Digital radiographic imaging is increasing in veterinary practice. The use of radiation demands responsibility to maintain high image quality. Low doses are necessary because workers are requested to restrain the animal. Optimizing digital systems is necessary to avoid unnecessary exposure, causing the phenomenon known as dose creep. Homogeneous phantoms are widely used to optimize image quality and dose. We developed an automatic computational methodology to classify and quantify tissues (i.e., lung tissue, adipose tissue, muscle tissue, and bone) in canine chest computed tomography exams. The thickness of each tissue was converted to simulator materials (i.e., Lucite, aluminum, and air). Dogs were separated into groups of 20 animals each according to weight.

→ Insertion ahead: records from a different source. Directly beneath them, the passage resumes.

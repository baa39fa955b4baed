use actix_web::{web, HttpResponse};
use fr_core::{validation, AppError};
use serde::Deserialize;
use serde_json::json;
use uuid::Uuid;

use super::{authored_freet, newest_freets, ApiResult};
use crate::extract::Requester;
use crate::state::AppState;

#[derive(Deserialize)]
pub struct PrefixQuery {
    #[serde(default)]
    pub prefix: String,
}

#[derive(Deserialize)]
pub struct TagQuery {
    pub tag: String,
}

#[derive(Deserialize)]
#[serde(rename_all = "camelCase")]
pub struct NewTags {
    pub tag_labels: Vec<String>,
}

/// Labels starting with `prefix`, most used first.
pub async fn popular(data: web::Data<AppState>, query: web::Query<PrefixQuery>) -> ApiResult<HttpResponse> {
    let labels = data.repos.tags.labels_by_prefix(&query.prefix).await?;
    Ok(HttpResponse::Ok().json(labels))
}

pub async fn view(data: web::Data<AppState>, query: web::Query<TagQuery>) -> ApiResult<HttpResponse> {
    validation::tag_label(&query.tag)?;
    let ids = data.repos.tags.post_ids_by_label(&query.tag).await?;
    Ok(HttpResponse::Ok().json(newest_freets(&data, ids).await?))
}

pub async fn add(
    data: web::Data<AppState>,
    requester: Requester,
    path: web::Path<Uuid>,
    body: web::Json<NewTags>,
) -> ApiResult<HttpResponse> {
    let requester = requester.require()?;
    let freet_id = path.into_inner();
    authored_freet(&data, freet_id, requester).await?;

    let mut labels: Vec<String> = Vec::with_capacity(body.tag_labels.len());
    for label in &body.tag_labels {
        validation::tag_label(label)?;
        if labels.contains(label) {
            continue;
        }
        if data.repos.tags.find_one(label, freet_id).await?.is_some() {
            return Err(AppError::ValidationError(format!("Tag {label} already exists on this freet.")).into());
        }
        labels.push(label.clone());
    }

    let tags = data.repos.tags.add_all(freet_id, &labels).await?;
    Ok(HttpResponse::Created().json(json!({
        "message": "Your tags were added successfully.",
        "tags": tags,
    })))
}

/// Clears every tag on the freet.
pub async fn delete(
    data: web::Data<AppState>,
    requester: Requester,
    path: web::Path<Uuid>,
) -> ApiResult<HttpResponse> {
    let requester = requester.require()?;
    let freet_id = path.into_inner();
    authored_freet(&data, freet_id, requester).await?;

    let removed = data.repos.tags.delete_for_freet(freet_id).await?;
    Ok(HttpResponse::Ok().json(json!({
        "message": "Your tags were deleted successfully.",
        "removed": removed,
    })))
}
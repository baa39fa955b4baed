//! # Fritter Binary
//!
//! The entry point that assembles the application from settings and the
//! compiled-in storage backend.

use std::sync::Arc;

use actix_web::{web, App, HttpServer};
use anyhow::Context;
use fr_api::middleware::{cors_policy, standard_middleware};
use fr_api::{configure_routes, AppState};
use fr_config::Settings;
use fr_core::{OwnerPolicy, Repositories};

#[cfg(feature = "db-sqlite")]
use fr_db_sqlite::SqliteStore;

#[cfg(not(feature = "db-sqlite"))]
compile_error!("fritter needs a storage backend; enable the `db-sqlite` feature");

#[actix_web::main]
async fn main() -> anyhow::Result<()> {
    let dotenv = fr_config::load_dotenv();
    let settings = Settings::load()?;
    env_logger::init_from_env(env_logger::Env::new().default_filter_or(&settings.log.level));
    match dotenv {
        Ok(Some(path)) => log::debug!("loaded environment from {}", path.display()),
        Ok(None) => {}
        Err(e) => log::warn!("ignoring unreadable .env file: {e}"),
    }

    // 1. Storage
    #[cfg(feature = "db-sqlite")]
    let store = SqliteStore::connect(&settings.database.url, settings.database.max_connections)
        .await
        .with_context(|| format!("failed to open {}", settings.database.url))?;

    // 2. Shared state. Every port is served by the same store.
    let state = web::Data::new(AppState::new(
        Repositories::from_store(Arc::new(store)),
        Arc::new(OwnerPolicy),
    ));

    let (host, port) = settings.bind_address();
    let allowed_origin = settings.cors.allowed_origin.clone();
    log::info!("Fritter starting on http://{host}:{port}");

    let mut server = HttpServer::new(move || {
        App::new()
            .app_data(state.clone())
            .wrap(cors_policy(allowed_origin.as_deref()))
            .wrap(standard_middleware())
            .configure(configure_routes)
    });
    if settings.server.workers > 0 {
        server = server.workers(settings.server.workers);
    }

    server
        .bind((host.as_str(), port))
        .with_context(|| format!("failed to bind {host}:{port}"))?
        .run()
        .await?;
    Ok(())
}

Mean weights were 6.5 ± 2.0 kg, 15.0 ± 5.0 kg, 32.0 ± 5.5 kg, and 50.0 ± 12.0 kg, for the small, medium, large, and giant groups, respectively. The one-way analysis of variance revealed significant differences in all simulator material thicknesses (p < 0.05) quantified between groups. As a result, four phantoms were constructed for dorsoventral and lateral views. In conclusion, the present methodology allows the development of phantoms of the canine chest and possibly other body regions and/or animals. The proposed phantom is a practical tool that may be employed in future work to optimize veterinary X-ray procedures.

Introduction

The use of radiation in veterinary medicine demands responsibility to maintain rigid radiation safety standards and practice. Workers are often requested to restrain animals during the procedure to avoid movement artifacts and maintain image quality [1, 2]. Therefore, the exposure of workers have to be minimized considering the radiation protection principles because of their presence in the examination room throughout the procedure [35]. In such situations, scattered radiation represents the main source of radiation that is received by operators [1].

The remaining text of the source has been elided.